The Power

Allie’s spoken to Darrell on videochat; he looks terrible. ‘Just about holding it together,’ he says. They’ve scoured the countryside for her. ‘If they came for her, they could come for me,’ he says. ‘We’ll keep looking for her. Even if what we find is a body. We have to know what’s happened.’

They have to know. Allie has had wild and terrible thoughts. Tatiana’s convinced with a sudden upsurge of paranoia that Roxy has betrayed her to North Moldova and interprets every new turn in the hostilities as a sign that Roxy’s sold her out, even given the Glitter to her enemies. Tatiana is becoming unpredictable. At times she seems to trust Mother Eve more than anyone; she has even signed into law a measure making Mother Eve the de facto leader of the country if she, Tatiana, is incapacitated. But she’s having violent fits of rage, striking and hurting her staff, accusing everyone around her of working against her. She’s giving contradictory and bizarre instructions to her generals and officers. There has been fighting. Some of the revenge bands have set fire to villages harbouring gender-traitor women and men who’ve done wrong. Some of the villages have fought back. There is a war slowly spreading in the country, not declared on a single day between well-defined enemies but spreading like measles: first one spot, then two, then three.

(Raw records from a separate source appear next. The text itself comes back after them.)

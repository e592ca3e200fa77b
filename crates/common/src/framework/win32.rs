use std::cell::RefCell;
use std::ffi::CString;
use std::time::Instant;

use windows::core::PCSTR;
use windows::Win32::{
    Foundation::{HWND, LPARAM, LRESULT, RECT, WPARAM},
    System::LibraryLoader::GetModuleHandleA,
    UI::Input::KeyboardAndMouse::{VIRTUAL_KEY, VK_ESCAPE, VK_LEFT, VK_RIGHT},
    UI::WindowsAndMessaging::*,
};

use super::{run_frame, Application, FrameworkError};
use crate::gfx::d3d11::{Device, Graphics};
use crate::input::Key;

/// Shared between the message loop and `wnd_proc` through `GWLP_USERDATA`.
#[derive(Default)]
struct WindowState {
    key_events: Vec<(Key, bool)>,
}

/// Destroys the window when `run` returns, including on early errors, so
/// `wnd_proc` never reaches a `WindowState` that has been dropped.
struct WindowGuard(HWND);

impl Drop for WindowGuard {
    fn drop(&mut self) {
        unsafe {
            SetWindowLongPtrA(self.0, GWLP_USERDATA, 0);
            let _ = DestroyWindow(self.0);
        }
    }
}

/// Opens a window, initializes `app` and drives it until the window closes or
/// Escape is pressed.
pub fn run<A>(config: &crate::Config, app: &mut A) -> Result<(), FrameworkError>
where
    A: Application<Device = Device>,
{
    let class_name = windows::core::s!("window");
    let title = CString::new(app.title()).unwrap_or_default();

    let instance = unsafe { GetModuleHandleA(None)? };

    let wnd_class = WNDCLASSEXA {
        cbSize: std::mem::size_of::<WNDCLASSEXA>() as u32,
        style: CS_HREDRAW | CS_VREDRAW,
        lpfnWndProc: Some(wnd_proc),
        hInstance: instance.into(),
        hCursor: unsafe { LoadCursorW(None, IDC_ARROW)? },
        lpszClassName: class_name,
        ..Default::default()
    };
    if unsafe { RegisterClassExA(&wnd_class) } == 0 {
        return Err(windows::core::Error::from_win32().into());
    }

    let mut rect = RECT {
        left: 0,
        top: 0,
        right: config.client_width() as i32,
        bottom: config.client_height() as i32,
    };

    let state = RefCell::new(WindowState::default());

    let hwnd = unsafe {
        AdjustWindowRect(&mut rect, WS_OVERLAPPEDWINDOW, false)?;

        CreateWindowExA(
            WINDOW_EX_STYLE::default(),
            class_name,
            PCSTR(title.as_ptr() as *const u8),
            WS_OVERLAPPEDWINDOW,
            CW_USEDEFAULT,
            CW_USEDEFAULT,
            rect.right - rect.left,
            rect.bottom - rect.top,
            None,
            None,
            instance,
            Some(&state as *const RefCell<WindowState> as *const std::ffi::c_void),
        )?
    };
    let window = WindowGuard(hwnd);

    let mut graphics = Graphics::new(hwnd, config)?;

    app.initialize(&graphics.device)
        .inspect_err(|e| log::error!("Failed to initialize {}: {e}", app.title()))?;
    log::info!("Successfully initialized {}", app.title());

    unsafe {
        let _ = ShowWindow(hwnd, SW_SHOW);
    }

    let mut last_frame = Instant::now();
    let mut msg = MSG::default();
    while msg.message != WM_QUIT {
        if unsafe { PeekMessageA(&mut msg, None, 0, 0, PM_REMOVE) }.into() {
            unsafe {
                let _ = TranslateMessage(&msg);
                DispatchMessageA(&msg);
            }
            continue;
        }

        for (key, pressed) in state.borrow_mut().key_events.drain(..) {
            app.key_changed(key, pressed);
        }

        let now = Instant::now();
        let dt = now.duration_since(last_frame).as_secs_f32();
        last_frame = now;

        run_frame(app, &mut graphics.context, dt);
        if let Err(e) = graphics.present() {
            log::error!("Failed to present: {e}");
        }
    }

    drop(graphics);
    drop(window);
    Ok(())
}

fn translate_key(wparam: WPARAM) -> Option<Key> {
    let key = VIRTUAL_KEY(wparam.0 as u16);
    match key {
        VK_LEFT => Some(Key::Left),
        VK_RIGHT => Some(Key::Right),
        VK_ESCAPE => Some(Key::Escape),
        VIRTUAL_KEY(code) => match u8::try_from(code) {
            Ok(b'W') => Some(Key::W),
            Ok(b'A') => Some(Key::A),
            Ok(b'S') => Some(Key::S),
            Ok(b'D') => Some(Key::D),
            _ => None,
        },
    }
}

extern "system" fn wnd_proc(hwnd: HWND, msg: u32, wparam: WPARAM, lparam: LPARAM) -> LRESULT {
    match msg {
        WM_CREATE => {
            unsafe {
                let data: &CREATESTRUCTA = &*(lparam.0 as *const CREATESTRUCTA);
                SetWindowLongPtrA(hwnd, GWLP_USERDATA, data.lpCreateParams as _);
            }
            LRESULT::default()
        }
        WM_KEYDOWN | WM_KEYUP => {
            let pressed = msg == WM_KEYDOWN;
            if let Some(key) = translate_key(wparam) {
                if key == Key::Escape && pressed {
                    unsafe { PostQuitMessage(0) };
                }

                let user_data = unsafe { GetWindowLongPtrA(hwnd, GWLP_USERDATA) };
                let state = user_data as *const RefCell<WindowState>;
                if let Some(state) = unsafe { state.as_ref() } {
                    if let Ok(mut state) = state.try_borrow_mut() {
                        state.key_events.push((key, pressed));
                    }
                }
            }
            LRESULT::default()
        }
        WM_DESTROY => {
            unsafe { PostQuitMessage(0) };
            LRESULT::default()
        }
        _ => unsafe { DefWindowProcA(hwnd, msg, wparam, lparam) },
    }
}

#[cfg(test)]
mod tests {
    use super::*;
    use windows::core::s;

    #[test]
    fn guard_destroys_window() {
        let hwnd = unsafe {
            CreateWindowExA(
                WINDOW_EX_STYLE::default(),
                s!("STATIC"),
                s!("guard"),
                WS_OVERLAPPED,
                0,
                0,
                16,
                16,
                None,
                None,
                None,
                None,
            )
            .unwrap()
        };
        assert!(unsafe { IsWindow(hwnd) }.as_bool());

        drop(WindowGuard(hwnd));
        assert!(!unsafe { IsWindow(hwnd) }.as_bool());
    }
}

A war of all against all.

Allie misses Roxy. She had not known before that Roxy had found a chink in her heart. It makes her afraid. She hadn’t ever thought of having a friend. It is not an item she’d particularly felt the need for, or the lack of, until it was gone. She worries. She has dreams in which she sends out first a raven and then a white dove, looking for good news, but no news returns on the wind.

She would send out scouting parties to comb the woods if she knew where to look within a hundred miles.

She prays to the Holy Mother: Please, bring her safely home. Please.

The voice says: I can’t make any promises.

Allie says in her heart: Roxy had a lot of enemies. People like that, they have a lot of enemies.

The voice says: You think you don’t have a lot of enemies, too?

Allie says: What help are you?

The voice says: I’m always here for you. But I did say this would be tricky.

Allie says: You also said that the only way is to own the place.

The voice says: Then you know what you have to do.

She says to herself: Stop it now. Just stop it. She is just a person like all of the other people. Everything will disappear and you will survive. Cut off this part of yourself.

Shut off this compartment in your heart, fill it with scalding water and kill it. You do not need her. You will live.

She is afraid.

She is not safe.

She knows what she has to do.

The only way to be safe is to own the place.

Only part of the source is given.